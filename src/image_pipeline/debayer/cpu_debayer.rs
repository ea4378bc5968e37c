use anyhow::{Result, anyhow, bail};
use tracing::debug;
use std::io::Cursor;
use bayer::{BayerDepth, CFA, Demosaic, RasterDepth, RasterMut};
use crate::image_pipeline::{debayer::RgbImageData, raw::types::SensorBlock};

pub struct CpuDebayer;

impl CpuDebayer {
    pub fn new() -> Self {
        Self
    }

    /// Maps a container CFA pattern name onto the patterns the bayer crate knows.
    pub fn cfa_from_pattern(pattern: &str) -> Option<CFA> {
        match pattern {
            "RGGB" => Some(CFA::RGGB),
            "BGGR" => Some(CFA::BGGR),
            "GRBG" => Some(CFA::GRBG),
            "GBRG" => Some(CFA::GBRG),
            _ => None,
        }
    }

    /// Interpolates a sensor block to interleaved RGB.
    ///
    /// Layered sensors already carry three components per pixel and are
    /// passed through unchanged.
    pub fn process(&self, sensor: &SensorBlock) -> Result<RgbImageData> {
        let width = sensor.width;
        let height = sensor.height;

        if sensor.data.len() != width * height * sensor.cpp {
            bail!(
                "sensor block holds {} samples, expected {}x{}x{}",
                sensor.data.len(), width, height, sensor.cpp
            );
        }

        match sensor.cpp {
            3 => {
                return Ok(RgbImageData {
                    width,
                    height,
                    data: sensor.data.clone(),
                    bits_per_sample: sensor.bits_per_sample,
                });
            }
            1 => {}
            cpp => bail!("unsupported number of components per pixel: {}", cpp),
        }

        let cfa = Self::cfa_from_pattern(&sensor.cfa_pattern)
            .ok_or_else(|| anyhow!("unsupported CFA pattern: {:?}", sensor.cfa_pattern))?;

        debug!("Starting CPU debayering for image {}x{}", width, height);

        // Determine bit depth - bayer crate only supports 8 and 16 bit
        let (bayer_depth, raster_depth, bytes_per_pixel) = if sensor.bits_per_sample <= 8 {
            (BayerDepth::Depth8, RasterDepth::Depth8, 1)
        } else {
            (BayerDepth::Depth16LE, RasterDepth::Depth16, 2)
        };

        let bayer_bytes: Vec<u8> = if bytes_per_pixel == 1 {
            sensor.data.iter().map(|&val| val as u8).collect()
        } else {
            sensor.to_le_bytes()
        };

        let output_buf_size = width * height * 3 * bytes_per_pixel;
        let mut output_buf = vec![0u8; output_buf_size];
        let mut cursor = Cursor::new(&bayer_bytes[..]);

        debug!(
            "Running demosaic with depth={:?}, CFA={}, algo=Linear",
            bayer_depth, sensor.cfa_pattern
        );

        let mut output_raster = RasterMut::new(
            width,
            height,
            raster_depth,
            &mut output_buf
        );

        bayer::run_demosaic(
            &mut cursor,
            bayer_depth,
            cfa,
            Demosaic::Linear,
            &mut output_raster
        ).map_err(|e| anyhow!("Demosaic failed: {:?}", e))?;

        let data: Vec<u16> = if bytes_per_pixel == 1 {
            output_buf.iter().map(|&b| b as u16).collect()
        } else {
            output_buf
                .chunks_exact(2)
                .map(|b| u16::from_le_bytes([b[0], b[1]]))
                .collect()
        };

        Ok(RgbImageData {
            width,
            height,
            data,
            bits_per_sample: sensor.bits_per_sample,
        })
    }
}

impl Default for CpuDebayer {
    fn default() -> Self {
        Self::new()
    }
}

▬▬▬

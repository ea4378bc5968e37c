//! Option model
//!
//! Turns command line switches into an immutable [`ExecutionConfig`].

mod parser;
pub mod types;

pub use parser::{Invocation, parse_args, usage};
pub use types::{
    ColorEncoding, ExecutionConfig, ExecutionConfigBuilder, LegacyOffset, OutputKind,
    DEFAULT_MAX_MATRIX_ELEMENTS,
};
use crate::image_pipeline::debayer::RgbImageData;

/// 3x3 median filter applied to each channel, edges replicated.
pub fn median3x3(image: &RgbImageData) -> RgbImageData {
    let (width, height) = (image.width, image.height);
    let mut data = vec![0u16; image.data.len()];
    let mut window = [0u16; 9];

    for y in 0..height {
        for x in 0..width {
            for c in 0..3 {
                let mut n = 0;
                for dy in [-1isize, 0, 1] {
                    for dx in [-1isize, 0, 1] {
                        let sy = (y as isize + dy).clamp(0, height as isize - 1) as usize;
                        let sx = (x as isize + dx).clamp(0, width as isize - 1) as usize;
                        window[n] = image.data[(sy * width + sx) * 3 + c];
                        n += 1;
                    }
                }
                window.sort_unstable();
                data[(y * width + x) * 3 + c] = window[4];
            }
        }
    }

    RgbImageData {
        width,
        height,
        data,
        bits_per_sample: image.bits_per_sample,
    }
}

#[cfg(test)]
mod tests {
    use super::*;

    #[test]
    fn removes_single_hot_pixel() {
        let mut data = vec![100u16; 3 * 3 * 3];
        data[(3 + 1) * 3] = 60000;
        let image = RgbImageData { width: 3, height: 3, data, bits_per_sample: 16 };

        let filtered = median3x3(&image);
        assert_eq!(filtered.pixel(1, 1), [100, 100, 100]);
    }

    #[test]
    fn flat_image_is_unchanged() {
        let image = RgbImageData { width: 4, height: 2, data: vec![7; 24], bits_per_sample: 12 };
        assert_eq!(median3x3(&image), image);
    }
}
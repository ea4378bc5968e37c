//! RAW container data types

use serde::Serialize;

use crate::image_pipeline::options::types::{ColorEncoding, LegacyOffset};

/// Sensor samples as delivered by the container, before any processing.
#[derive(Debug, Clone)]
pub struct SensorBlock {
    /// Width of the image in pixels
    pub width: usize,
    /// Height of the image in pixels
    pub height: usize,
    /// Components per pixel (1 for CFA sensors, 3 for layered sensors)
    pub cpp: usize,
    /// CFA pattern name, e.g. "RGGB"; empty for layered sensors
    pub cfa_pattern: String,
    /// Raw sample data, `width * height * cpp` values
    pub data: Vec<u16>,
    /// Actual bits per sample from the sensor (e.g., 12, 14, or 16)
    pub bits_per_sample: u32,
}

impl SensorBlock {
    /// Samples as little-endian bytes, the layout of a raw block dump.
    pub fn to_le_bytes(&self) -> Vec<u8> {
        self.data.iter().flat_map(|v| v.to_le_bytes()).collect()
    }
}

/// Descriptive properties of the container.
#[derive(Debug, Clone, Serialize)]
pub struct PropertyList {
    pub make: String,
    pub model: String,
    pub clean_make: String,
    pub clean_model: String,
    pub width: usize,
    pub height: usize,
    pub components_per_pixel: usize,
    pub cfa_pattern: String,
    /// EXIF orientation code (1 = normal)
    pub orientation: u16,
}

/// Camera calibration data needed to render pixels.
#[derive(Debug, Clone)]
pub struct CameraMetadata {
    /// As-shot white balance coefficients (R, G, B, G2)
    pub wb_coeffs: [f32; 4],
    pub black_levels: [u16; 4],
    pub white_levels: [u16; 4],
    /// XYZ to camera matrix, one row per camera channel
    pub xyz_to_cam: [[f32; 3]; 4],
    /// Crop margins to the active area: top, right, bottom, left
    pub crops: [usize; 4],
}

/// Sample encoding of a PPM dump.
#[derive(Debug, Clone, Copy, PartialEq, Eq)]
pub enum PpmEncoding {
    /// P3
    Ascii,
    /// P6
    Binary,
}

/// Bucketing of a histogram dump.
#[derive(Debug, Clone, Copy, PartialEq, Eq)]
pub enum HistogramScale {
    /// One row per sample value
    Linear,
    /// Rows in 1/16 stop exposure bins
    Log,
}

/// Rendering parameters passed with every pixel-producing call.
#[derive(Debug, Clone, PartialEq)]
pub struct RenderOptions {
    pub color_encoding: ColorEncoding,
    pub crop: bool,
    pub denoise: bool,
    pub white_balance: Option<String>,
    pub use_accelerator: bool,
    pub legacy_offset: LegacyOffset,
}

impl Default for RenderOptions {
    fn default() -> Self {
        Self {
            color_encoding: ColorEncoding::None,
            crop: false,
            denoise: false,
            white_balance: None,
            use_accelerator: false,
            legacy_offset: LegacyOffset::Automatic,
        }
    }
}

▬▬▬

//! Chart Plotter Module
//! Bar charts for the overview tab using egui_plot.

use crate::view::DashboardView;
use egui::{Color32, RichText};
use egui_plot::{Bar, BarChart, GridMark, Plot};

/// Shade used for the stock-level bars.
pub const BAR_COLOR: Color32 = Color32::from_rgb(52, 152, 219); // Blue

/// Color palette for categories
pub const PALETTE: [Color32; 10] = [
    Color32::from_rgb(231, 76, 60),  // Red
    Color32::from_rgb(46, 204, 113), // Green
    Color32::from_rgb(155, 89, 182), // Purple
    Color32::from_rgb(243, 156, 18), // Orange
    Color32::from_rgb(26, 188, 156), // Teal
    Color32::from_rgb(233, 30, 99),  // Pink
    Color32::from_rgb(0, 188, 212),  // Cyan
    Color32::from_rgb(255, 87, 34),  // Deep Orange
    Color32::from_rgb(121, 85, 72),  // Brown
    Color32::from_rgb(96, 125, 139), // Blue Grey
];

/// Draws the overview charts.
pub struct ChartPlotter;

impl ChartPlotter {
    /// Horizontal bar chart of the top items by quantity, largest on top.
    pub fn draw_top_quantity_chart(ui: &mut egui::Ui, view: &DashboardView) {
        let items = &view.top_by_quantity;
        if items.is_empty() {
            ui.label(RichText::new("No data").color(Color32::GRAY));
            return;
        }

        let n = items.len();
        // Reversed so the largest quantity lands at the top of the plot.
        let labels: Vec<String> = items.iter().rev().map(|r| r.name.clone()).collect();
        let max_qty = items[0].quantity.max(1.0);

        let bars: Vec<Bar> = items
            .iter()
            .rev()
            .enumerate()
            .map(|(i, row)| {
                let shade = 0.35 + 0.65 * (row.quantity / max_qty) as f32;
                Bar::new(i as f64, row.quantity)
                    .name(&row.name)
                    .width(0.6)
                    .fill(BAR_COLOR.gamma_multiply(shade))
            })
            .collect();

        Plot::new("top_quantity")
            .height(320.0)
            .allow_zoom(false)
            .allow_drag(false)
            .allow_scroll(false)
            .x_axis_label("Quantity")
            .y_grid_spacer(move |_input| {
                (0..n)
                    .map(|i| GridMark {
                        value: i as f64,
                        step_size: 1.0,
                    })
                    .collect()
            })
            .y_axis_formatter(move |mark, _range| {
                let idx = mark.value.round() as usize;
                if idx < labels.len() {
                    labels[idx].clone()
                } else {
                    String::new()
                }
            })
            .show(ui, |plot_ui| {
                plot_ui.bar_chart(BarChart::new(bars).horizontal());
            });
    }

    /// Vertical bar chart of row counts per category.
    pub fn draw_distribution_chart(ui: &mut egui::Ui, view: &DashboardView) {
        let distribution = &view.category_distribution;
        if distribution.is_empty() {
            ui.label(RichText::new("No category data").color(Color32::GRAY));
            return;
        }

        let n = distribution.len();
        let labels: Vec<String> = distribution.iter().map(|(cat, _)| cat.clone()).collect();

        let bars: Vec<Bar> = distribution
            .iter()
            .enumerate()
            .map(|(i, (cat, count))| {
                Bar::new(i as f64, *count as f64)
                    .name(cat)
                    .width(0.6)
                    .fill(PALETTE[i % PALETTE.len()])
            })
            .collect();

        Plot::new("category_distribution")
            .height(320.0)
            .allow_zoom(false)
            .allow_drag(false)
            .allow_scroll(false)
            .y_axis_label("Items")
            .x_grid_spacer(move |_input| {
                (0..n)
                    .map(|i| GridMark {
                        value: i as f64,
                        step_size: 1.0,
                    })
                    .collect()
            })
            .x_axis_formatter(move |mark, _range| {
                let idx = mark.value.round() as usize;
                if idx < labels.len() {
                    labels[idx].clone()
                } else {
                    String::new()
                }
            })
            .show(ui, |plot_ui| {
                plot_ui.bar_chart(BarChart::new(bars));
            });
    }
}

▬▬▬

TASK OBJECTIVE: Your reply must be one number, namely how many lines of the material above contain the string "SensorBlock".

WORKED SOLUTION: 4